I have been putting my thoughts together about Kassandra’s school since before the holiday, and then Vanessa’s comment prompted me to get my thoughts on to the blog.
AAESS is a private school with British curriculum. Why did I choose the British school for her over the American one? I really don’t have a good reason other than the fact that when I visited in June, I found out that my boss’ children go there, and he took me to see the school. Since I really had no other way of measuring the schools in this area, it seemed like as good of a starting point as any.
Once Kassandra started school, I realized that the British way of doing things and the American way of doing things are more different that I expected. Actually I will show my true ignorance here…. I honestly never realized that the way they do things in the Harry Potter movies is because it is based on real life. Kassandra is in Year 9 (the equivalent of 8th grade in the U.S.) and is in the Griffin house (which I keep calling the Gryffindor house in error).
They even have “head boys and girls” and “perfects”, and they earn (or lose) house points. Additionally, their grading system is very different, and at this point, I have pretty much given up trying to figure it out. Kassandra doesn’t seem to find any of this odd as she pretty much goes with the flow. The only thing she has commented on with regards to the British curriculum is about the spelling differences. I think this is because she has always had a hard time with spelling (I like to blame this on the influence of learning how to read in Spanish before English), and the teachers here are quite particular about spelling errors (as they rightfully should be). She came home after her first day of school and said, “Mom, I never knew traveling was spelled with two Ls”, and I had to point out that was a wacky British-ism and not an error on her part.

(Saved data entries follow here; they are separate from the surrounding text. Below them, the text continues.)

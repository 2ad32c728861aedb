use thiserror::Error;

use forgetrack_core::{OrganizationId, StoreError};

use crate::StatusLabel;

/// Errors raised by workflow validation and the workflow registry.
#[derive(Debug, Error, Clone, PartialEq, Eq)]
pub enum WorkflowError {
    /// A requested ticket status is not defined by the governing workflow.
    #[error("invalid status '{status}'; allowed statuses: {}", join(.allowed))]
    InvalidStatus {
        status: String,
        allowed: Vec<StatusLabel>,
    },

    /// A ticket's current status does not exist in the destination workflow.
    #[error(
        "status '{status}' does not exist in the destination workflow ({}); change the ticket status first",
        join(.allowed)
    )]
    IncompatibleStatus {
        status: StatusLabel,
        allowed: Vec<StatusLabel>,
    },

    #[error("a default workflow already exists for organization {0}")]
    DefaultWorkflowExists(OrganizationId),

    /// Structural violation (empty list, duplicate or malformed label, ...).
    #[error("validation failed: {0}")]
    Validation(String),

    #[error("workflow not found")]
    NotFound,

    #[error("storage error: {0}")]
    Storage(String),
}

impl WorkflowError {
    pub fn validation(msg: impl Into<String>) -> Self {
        Self::Validation(msg.into())
    }
}

impl From<StoreError> for WorkflowError {
    fn from(value: StoreError) -> Self {
        match value {
            StoreError::NotFound => WorkflowError::NotFound,
            StoreError::UniqueViolation(msg) | StoreError::ReferenceViolation(msg) => {
                WorkflowError::Validation(msg)
            }
            StoreError::Unavailable(msg) => WorkflowError::Storage(msg),
        }
    }
}

fn join(labels: &[StatusLabel]) -> String {
    labels
        .iter()
        .map(StatusLabel::as_str)
        .collect::<Vec<_>>()
        .join(", ")
}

Things were tough in the beginning because it was a huge adjustment. Not just starting a new school, but for us to figure out EVERYTHING, like how to get uniforms, transportation (the transportation issue is a story in itself!), supplies, transcript verifications, paying the tuition, and so on. It didn’t help that the school apparently held their own preconceived conceptions about American students. Despite the fact that Kassandra has always been an excellent student (in 7th grade, she took 8th grade classes and got straight As), they put her in the lowest level for all her core subjects.

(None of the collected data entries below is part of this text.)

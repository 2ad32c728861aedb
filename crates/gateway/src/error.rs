use thiserror::Error;

use forgetrack_auth::{AuthzError, RoleAssignmentError};
use forgetrack_core::{DomainError, StoreError};
use forgetrack_workflow::WorkflowError;

/// Error returned by [`crate::AuthorizationGateway::enforce`] and the
/// services built on it.
#[derive(Debug, Error, Clone, PartialEq, Eq)]
pub enum GatewayError {
    #[error(transparent)]
    Authz(#[from] AuthzError),

    #[error(transparent)]
    Workflow(#[from] WorkflowError),

    #[error(transparent)]
    RoleAssignment(#[from] RoleAssignmentError),

    #[error("validation failed: {0}")]
    Validation(String),

    #[error("conflict: {0}")]
    Conflict(String),

    #[error("storage error: {0}")]
    Storage(String),
}

impl GatewayError {
    pub fn not_found() -> Self {
        Self::Authz(AuthzError::NotFound)
    }

    pub fn validation(msg: impl Into<String>) -> Self {
        Self::Validation(msg.into())
    }
}

impl From<StoreError> for GatewayError {
    fn from(value: StoreError) -> Self {
        match value {
            StoreError::NotFound => GatewayError::not_found(),
            StoreError::UniqueViolation(msg) => GatewayError::Conflict(msg),
            StoreError::ReferenceViolation(msg) => GatewayError::Validation(msg),
            StoreError::Unavailable(msg) => GatewayError::Storage(msg),
        }
    }
}

impl From<DomainError> for GatewayError {
    fn from(value: DomainError) -> Self {
        match value {
            DomainError::Validation(msg)
            | DomainError::InvariantViolation(msg)
            | DomainError::InvalidId(msg) => GatewayError::Validation(msg),
            DomainError::NotFound => GatewayError::not_found(),
            DomainError::Conflict(msg) => GatewayError::Conflict(msg),
        }
    }
}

Well, all of her classes except for Spanish. She said the teacher asked her a question in Spanish on the first day and since she was able to answer it, she was moved up to the higher level. It took two weeks before they moved her up to the highest level in her maths and sciences classes. Unfortunately, it took about 7 weeks before they finally moved her up in English class. They originally claimed it was an issue with classroom space, but the English teacher later told me it was because she didn’t think Kassandra would be able to meet the rigors of the advanced class since she was a new student and coming from an American education system. **Apparently American education system equates to English as a Second Language classes because nobody else in that class spoke English as a first language**. Kassandra has taken pride in proving the English teacher wrong. She just got voted as best poetry writer in Year 9 and has a high grade (well… at least I am pretty sure it is a high grade, but again, I don’t understand the grading system here).
She wears a uniform, and they are very strict about conformity. Girls cannot wear any make-up, jewelry, or nail polish and their hair must be pulled back. This is probably the part that kills Kassandra the most. Once a month, they can pay five Dirhams, which is donated to charity, to not wear a uniform. She takes full advantage of this to express her individuality.
Now that things have settled down, I think AAESS is a decent school. She studies maths, biology, chemistry, physics, Arabic, English, Spanish, art, drama, Arabic culture, history, geography, computers, music, and PE; plus a mandatory extracurricular activity.
Most of the kids (and teachers) in her year are British with a handful of Irish, Scottish, Australians, Americans, and Arabs thrown in for diversity. I don’t know how it compares to the other schools in the area, but I don’t think I would want to move her next year and make her be the new kid all over again.
Does Kassandra love AAESS? No, but then again, she is 13 years old. How many teenagers love school? I have a feeling that where ever she goes to school she is still going to be… well…. Kassandra. A bit of a misfit, better friends with the boys than the girls, appalled at others’ level of ignorance, disgusted with typical teenage drama, content reading a book in the library, willing to speak her mind when something isn’t right, and somehow, oblivious to her own strengths as a leader. This is her year 9 school picture. Well actually it is a picture of a picture, so the quality isn’t that great, but as you can see, my baby has become a teenager.